There it is. The past again. Lake Placid simply won’t go away.

But you know what? Neither will Brooks, who is 64 years old.

“I think he has a passion,” Eruzione said. “Obviously he can still coach. He’s so competitive, he’d like to give it a shot again and see if he can do it again.”

Besides, he’s playing with house money now.

“Whether they win or lose, it’s not going to affect what happened in 1980,” Eruzione said.

“He’s not out to prove anything to anybody,” Craig said. “He’s not out trying to get a job in the NHL, not trying to advance his career. He’s got all his diplomas.”

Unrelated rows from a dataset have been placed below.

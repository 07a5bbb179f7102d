//! Installed-versions manifest shipped with the application.

use serde::{Deserialize, Serialize};
use std::path::PathBuf;

use super::store::DEFAULT_BACKEND_VERSION;

/// Manifest location relative to a resources directory.
pub const MANIFEST_RELATIVE_PATH: &str = "backend/versions.json";

/// Which backend versions are bundled. Read-only.
#[derive(Debug, Clone, PartialEq, Eq, Serialize, Deserialize)]
pub struct VersionManifest {
    #[serde(default = "default_available")]
    pub available: Vec<String>,
    #[serde(default = "default_version")]
    pub default: String,
    #[serde(default = "default_version")]
    pub latest: String,
}

fn default_available() -> Vec<String> {
    vec![DEFAULT_BACKEND_VERSION.to_string()]
}

fn default_version() -> String {
    DEFAULT_BACKEND_VERSION.to_string()
}

impl Default for VersionManifest {
    /// Single-entry manifest used when nothing can be read.
    fn default() -> Self {
        Self {
            available: default_available(),
            default: default_version(),
            latest: default_version(),
        }
    }
}

impl VersionManifest {
    pub fn contains(&self, version: &str) -> bool {
        self.available.iter().any(|v| v == version)
    }
}

/// Finds the manifest in a packaged install or a development checkout.
#[derive(Debug, Clone)]
pub struct ManifestLocator {
    packaged_root: PathBuf,
    dev_root: PathBuf,
}

impl ManifestLocator {
    pub fn new(packaged_root: impl Into<PathBuf>, dev_root: impl Into<PathBuf>) -> Self {
        Self {
            packaged_root: packaged_root.into(),
            dev_root: dev_root.into(),
        }
    }

    /// Packaged path if it exists, else the development path if it exists,
    /// else the packaged path.
    pub fn path(&self) -> PathBuf {
        let packaged = self.packaged_root.join(MANIFEST_RELATIVE_PATH);
        if packaged.exists() {
            return packaged;
        }
        let dev = self.dev_root.join(MANIFEST_RELATIVE_PATH);
        if dev.exists() {
            dev
        } else {
            packaged
        }
    }

    /// Read the manifest; any failure yields [`VersionManifest::default`].
    pub async fn load(&self) -> VersionManifest {
        let path = self.path();
        let content = match tokio::fs::read_to_string(&path).await {
            Ok(content) => content,
            Err(e) => {
                tracing::debug!("No versions manifest at {}: {e}", path.display());
                return VersionManifest::default();
            }
        };
        match serde_json::from_str(&content) {
            Ok(manifest) => manifest,
            Err(e) => {
                tracing::error!("Failed to read versions manifest {}: {e}", path.display());
                VersionManifest::default()
            }
        }
    }
}

#[cfg(test)]
mod tests {
    use super::*;
    use std::path::Path;

    fn write_manifest(root: &Path, body: &str) {
        let path = root.join(MANIFEST_RELATIVE_PATH);
        std::fs::create_dir_all(path.parent().unwrap()).unwrap();
        std::fs::write(path, body).unwrap();
    }

    #[tokio::test]
    async fn test_missing_manifest_yields_single_entry() {
        let dir = tempfile::tempdir().unwrap();
        let locator = ManifestLocator::new(dir.path().join("packaged"), dir.path().join("dev"));
        let manifest = locator.load().await;
        assert_eq!(manifest.available, vec!["1.0.0".to_string()]);
        assert_eq!(manifest.default, "1.0.0");
        assert_eq!(manifest.latest, "1.0.0");
    }

    #[tokio::test]
    async fn test_packaged_manifest_preferred() {
        let dir = tempfile::tempdir().unwrap();
        let packaged = dir.path().join("packaged");
        let dev = dir.path().join("dev");
        write_manifest(
            &packaged,
            r#"{"available":["1.0.0","2.0.0"],"default":"1.0.0","latest":"2.0.0"}"#,
        );
        write_manifest(&dev, r#"{"available":["9.9.9"],"default":"9.9.9","latest":"9.9.9"}"#);

        let manifest = ManifestLocator::new(&packaged, &dev).load().await;
        assert_eq!(manifest.latest, "2.0.0");
        assert!(manifest.contains("2.0.0"));
    }

    #[tokio::test]
    async fn test_dev_manifest_fallback() {
        let dir = tempfile::tempdir().unwrap();
        let dev = dir.path().join("dev");
        write_manifest(
            &dev,
            r#"{"available":["1.0.0","1.1.0"],"default":"1.0.0","latest":"1.1.0"}"#,
        );

        let locator = ManifestLocator::new(dir.path().join("packaged"), &dev);
        assert_eq!(locator.path(), dev.join(MANIFEST_RELATIVE_PATH));
        assert_eq!(locator.load().await.latest, "1.1.0");
    }

    #[tokio::test]
    async fn test_partial_manifest_fills_defaults() {
        let dir = tempfile::tempdir().unwrap();
        write_manifest(dir.path(), r#"{"latest":"2.0.0"}"#);

        let manifest = ManifestLocator::new(dir.path(), dir.path().join("dev")).load().await;
        assert_eq!(manifest.available, vec!["1.0.0".to_string()]);
        assert_eq!(manifest.default, "1.0.0");
        assert_eq!(manifest.latest, "2.0.0");
    }

    #[tokio::test]
    async fn test_corrupt_manifest_yields_default() {
        let dir = tempfile::tempdir().unwrap();
        write_manifest(dir.path(), "[1, 2");
        let manifest = ManifestLocator::new(dir.path(), dir.path().join("dev")).load().await;
        assert_eq!(manifest, VersionManifest::default());
    }
}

Brooks knows the question is out there.

“Some people say, ‘Why go back and compete when you won it before?’” he said. “That’s never entered my mind. And if it does, it would be sort of a sign of maybe a lack of conviction on my part. Nobody’s ever hit 1.000. Babe Ruth sure didn’t.”

So he doesn’t worry about trying to surpass Ruth or even his own status in the collective conscience of a nation’s sports fans. He worries about meeting the standards set by his father.

Brooks has no time for a society of blamers who feel that nothing should tamper with a person’s self-esteem. Would Brooks be a failure if he didn’t win another gold medal? No, he’d be a failure if he didn’t try.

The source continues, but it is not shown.